# What the task asks:
All lines in the records that carry the string "enumerate" are to be shown.

++++++++

pub type Node = u32;

/// unordered vertex pair, listed with the smaller vertex first
pub type Edge = [Node; 2];

use serde::{Serialize, Deserialize};

use crate::error::{Error, Result};

pub trait UndirectedGraph {
    fn has_edge(&self, a: Node, b: Node) -> bool;
    fn add_edge(&mut self, a: Node, b: Node);
    fn remove_edge(&mut self, a: Node, b: Node);
    fn nnodes(&self) -> usize;
    type NodeIterator: Iterator<Item=Node>;
    fn iter_nodes(&self) -> Self::NodeIterator;

    /// every edge exactly once, as `[a, b]` with `a < b`
    fn edges(&self) -> Vec<Edge> {
        let mut edges = vec![];
        for a in self.iter_nodes() {
            for b in self.iter_nodes().filter(|&b| b > a) {
                if self.has_edge(a, b) {
                    edges.push([a, b]);
                }
            }
        }
        return edges
    }
    fn set_edge(&mut self, a: Node, b: Node, create: bool) {
        if create {
            self.add_edge(a, b);
        }
        else {
            self.remove_edge(a, b);
        }
    }

    fn neighbors(&self, v: Node) -> Vec<Node>{
        let mut res = vec![];
        for u in self.iter_nodes() {
            if self.has_edge(v, u) {
                res.push(u);
            }
        }
        return res;
    }

    fn degree(&self, v: Node) -> usize {
        self.iter_nodes().filter(|&u| self.has_edge(v, u)).count()
    }
}

pub trait UndirectedGraphNew: UndirectedGraph + Sized {
    fn new_disconnected(nnodes: usize) -> Self;

    /// induced subgraph; vertex `i` of the result is `vertices[i]` of `ori`.
    /// `vertices` must not contain duplicates.
    fn subgraph<G: UndirectedGraph>(ori: &G, vertices: &[Node]) -> Self {
        let mut sub = Self::new_disconnected(vertices.len());
        for (new_a, &ori_a) in (0..).zip(vertices.iter()) {
            for (new_b, &ori_b) in (0..).zip(vertices.iter()).skip(new_a as usize + 1) {
                if ori.has_edge(ori_a, ori_b) {
                    sub.add_edge(new_a, new_b);
                }
            }
        }
        return sub;
    }
    fn copy<G: UndirectedGraph>(g: &G) -> Self {
        let mut n = Self::new_disconnected(g.nnodes());
        for [a,b] in g.edges() {
            n.add_edge(a, b);
        }
        return n
    }
}

pub trait UndirectedGraphExt: UndirectedGraph {
    fn nedges(&self) -> usize {
        self.edges().len()
    }

    /// edges / (n(n-1)/2); graphs with fewer than two vertices have density 0
    fn density(&self) -> f64 {
        let n = self.nnodes();
        if n < 2 {
            return 0.;
        }
        let pairs = n * (n - 1) / 2;
        return self.nedges() as f64 / pairs as f64;
    }

    fn degrees(&self) -> Vec<usize> {
        self.iter_nodes().map(|v| self.degree(v)).collect()
    }

    /// true iff every two distinct vertices of `vertices` are adjacent
    fn is_clique(&self, vertices: &[Node]) -> bool {
        for (i, &a) in vertices.iter().enumerate() {
            for &b in &vertices[i+1..] {
                if a == b || !self.has_edge(a, b) {
                    return false;
                }
            }
        }
        return true;
    }

    /// checks symmetry and absence of self-loops
    fn validate(&self) -> Result<()> {
        for a in self.iter_nodes() {
            if self.has_edge(a, a) {
                return Err(Error::MalformedGraph { a, b: a, reason: "self-loop" });
            }
            for b in self.iter_nodes().filter(|&b| b > a) {
                if self.has_edge(a, b) != self.has_edge(b, a) {
                    return Err(Error::MalformedGraph { a, b, reason: "asymmetric adjacency" });
                }
            }
        }
        Ok(())
    }
}

impl<G: UndirectedGraph> UndirectedGraphExt for G {}


/// undirected edge pair to index in triangular adjacency matrix
/// ```
/// use evil_cliques::graph::*;
/// assert_eq!(edge_id(1, 0), 0);
/// assert_eq!(edge_id(2, 0), 1);
/// assert_eq!(edge_id(2, 1), 2);
/// assert_eq!(edge_id(3, 0), 3);
/// assert_eq!(edge_id(3, 1), 4);
/// assert_eq!(edge_id(3, 2), 5);
/// ```
pub fn edge_id(a: Node, b: Node) -> usize{
    assert!(a > b);
    return (a as usize) * ((a as usize)-1) / 2 + (b as usize);
}

pub type Chunk = u64;
pub const CHUNK_SIZE: usize = Chunk::BITS as usize;

/// number of chunks needed for a bitset over `nnodes` vertices
pub fn row_len(nnodes: usize) -> usize {
    (nnodes + CHUNK_SIZE - 1) / CHUNK_SIZE
}

/// Bit-packed symmetric adjacency matrix.
///
/// Both `(a, b)` and `(b, a)` bits are written on every mutation, so the
/// matrix stays symmetric. The diagonal is never set.
#[derive(Clone, PartialEq, Eq, Serialize, Deserialize)]
pub struct CompactMatrixGraph {
    nnodes: usize,
    row_len: usize,
    matrix: Vec<Chunk>,
}

impl std::fmt::Debug for CompactMatrixGraph {
    fn fmt(&self, f: &mut std::fmt::Formatter) -> std::fmt::Result {
        return write!(f, "A graph with {} nodes and the following edges: {:?}", self.nnodes, self.edges());
    }
}

impl CompactMatrixGraph {
    /// builds a graph from 0-based edges, rejecting out of range vertices and self-loops.
    /// ```
    /// use evil_cliques::graph::*;
    /// let g = CompactMatrixGraph::from_edges(3, &[[0, 1], [2, 1]]).unwrap();
    /// assert!(g.has_edge(1, 0));
    /// assert_eq!(g.edges(), vec![[0, 1], [1, 2]]);
    /// assert!(CompactMatrixGraph::from_edges(3, &[[1, 1]]).is_err());
    /// ```
    pub fn from_edges(nnodes: usize, edges: &[Edge]) -> Result<Self> {
        let mut g = Self::new_disconnected(nnodes);
        for &[a, b] in edges {
            if a as usize >= nnodes || b as usize >= nnodes {
                return Err(Error::NodeOutOfRange { node: std::cmp::max(a, b), nnodes });
            }
            if a == b {
                return Err(Error::MalformedGraph { a, b, reason: "self-loop" });
            }
            g.add_edge(a, b);
        }
        return Ok(g);
    }

    /// the complete graph on `nnodes` vertices
    pub fn complete(nnodes: usize) -> Self {
        let mut g = Self::new_disconnected(nnodes);
        for a in g.iter_nodes() {
            for b in (a+1)..(nnodes as Node) {
                g.add_edge(a, b);
            }
        }
        return g;
    }

    pub fn row_len(&self) -> usize {
        self.row_len
    }

    /// neighbourhood of `v` as a bitset of `row_len()` chunks
    pub fn row(&self, v: Node) -> &[Chunk] {
        let offset = self.row_len * v as usize;
        &self.matrix[offset .. offset + self.row_len]
    }

    fn check_bounds(&self, a: Node, b: Node) {
        if a as usize >= self.nnodes {
            panic!("node out of bounds: {} >= {}", a, self.nnodes);
        }
        if b as usize >= self.nnodes {
            panic!("node out of bounds: {} >= {}", b, self.nnodes);
        }
    }

    fn write_bit(&mut self, from: Node, to: Node, value: bool) {
        let toh = to as usize / CHUNK_SIZE;
        let tol = to as usize % CHUNK_SIZE;
        let cell = &mut self.matrix[from as usize * self.row_len + toh];
        if value {
            *cell |= 1<<tol;
        } else {
            *cell &= !(1<<tol);
        }
    }
}

impl UndirectedGraphNew for CompactMatrixGraph {
    fn new_disconnected(nnodes: usize) -> Self {
        let row_len = row_len(nnodes);
        let matsize = row_len.checked_mul(nnodes).expect("size of adjacency matrix overflows");
        let matrix = vec![0; matsize];
        CompactMatrixGraph { matrix, row_len, nnodes }
    }
}

impl UndirectedGraph for CompactMatrixGraph {
    fn nnodes(&self) -> usize {
        return self.nnodes;
    }
    fn has_edge(&self, a: Node, b: Node) -> bool {
        self.check_bounds(a, b);
        let bh = b as usize / CHUNK_SIZE;
        let bl = b as usize % CHUNK_SIZE;
        return self.matrix[a as usize * self.row_len + bh] & (1<<bl) != 0;
    }
    type NodeIterator = std::ops::Range<Node>;
    fn iter_nodes(&self) -> Self::NodeIterator {
        0 .. (self.nnodes as Node)
    }
    fn add_edge(&mut self, a: Node, b: Node) {
        self.check_bounds(a, b);
        assert_ne!(a, b, "self-loops are not allowed");
        self.write_bit(a, b, true);
        self.write_bit(b, a, true);
    }
    fn remove_edge(&mut self, a: Node, b: Node) {
        self.check_bounds(a, b);
        self.write_bit(a, b, false);
        self.write_bit(b, a, false);
    }

    fn edges(&self) -> Vec<Edge> {
        let mut result = vec![];
        for a in 0 .. self.nnodes {
            for (bh, &chunk) in self.row(a as Node).iter().enumerate() {
                let mut bits = chunk;
                while bits != 0 {
                    let bl = bits.trailing_zeros();
                    bits &= !(1<<bl);
                    let b = bh as u32 * Chunk::BITS | bl;
                    if b as usize > a {
                        result.push([a as Node, b]);
                    }
                }
            }
        }
        result
    }
    /// ```
    /// use evil_cliques::graph::*;
    /// let mut g = CompactMatrixGraph::new_disconnected(5);
    /// g.add_edge(2, 3);
    /// assert_eq!(g.neighbors(2), vec![3]);
    /// assert_eq!(g.neighbors(3), vec![2]);
    /// ```
    fn neighbors(&self, v: Node) -> Vec<Node> {
        let mut result = vec![];
        for (uh, &chunk) in self.row(v).iter().enumerate() {
            let mut bits = chunk;
            while bits != 0 {
                let ul = bits.trailing_zeros();
                bits &= !(1<<ul);
                result.push(uh as u32 * Chunk::BITS | ul);
            }
        }
        result
    }
    fn degree(&self, v: Node) -> usize {
        self.row(v).iter().map(|c| c.count_ones() as usize).sum()
    }
}

#[cfg(test)]
mod tests {
    use super::*;
    use crate::fixtures;

    #[test]
    fn symmetric_mutation() {
        let mut g = CompactMatrixGraph::new_disconnected(70);
        g.add_edge(3, 66);
        assert!(g.has_edge(66, 3));
        assert_eq!(g.degree(3), 1);
        assert_eq!(g.degree(66), 1);
        g.remove_edge(66, 3);
        assert!(!g.has_edge(3, 66));
        assert_eq!(g.nedges(), 0);
        g.set_edge(1, 65, true);
        assert_eq!(g.edges(), vec![[1, 65]]);
        assert!(g.validate().is_ok());
    }

    #[test]
    #[should_panic]
    fn self_loop_panics() {
        let mut g = CompactMatrixGraph::new_disconnected(3);
        g.add_edge(1, 1);
    }

    #[test]
    fn density_and_degrees() {
        let g = fixtures::gengraph();
        assert_eq!(g.nedges(), 10);
        assert!((g.density() - 10. / 21.).abs() < 1e-12);
        assert_eq!(g.degrees(), vec![4, 3, 5, 2, 0, 3, 3]);
        assert_eq!(CompactMatrixGraph::complete(6).nedges(), 15);
        assert_eq!(CompactMatrixGraph::new_disconnected(1).density(), 0.);
    }

    #[test]
    fn cliques_and_subgraphs() {
        let g = fixtures::gengraph();
        assert!(g.is_clique(&[0, 2, 5, 6]));
        assert!(g.is_clique(&[4]));
        assert!(g.is_clique(&[]));
        assert!(!g.is_clique(&[0, 1, 3]));
        assert!(!g.is_clique(&[2, 2]));

        let sub = CompactMatrixGraph::subgraph(&g, &[6, 5, 2, 0]);
        assert_eq!(sub, CompactMatrixGraph::complete(4));
        let copy = CompactMatrixGraph::copy(&g);
        assert_eq!(copy, g);
    }

    #[test]
    fn from_edges_range_check() {
        assert!(matches!(
            CompactMatrixGraph::from_edges(3, &[[0, 3]]),
            Err(Error::NodeOutOfRange { node: 3, nnodes: 3 })
        ));
    }
}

++++++++

# Response to this task:
        for (i, &a) in vertices.iter().enumerate() {
            for (bh, &chunk) in self.row(a as Node).iter().enumerate() {
        for (uh, &chunk) in self.row(v).iter().enumerate() {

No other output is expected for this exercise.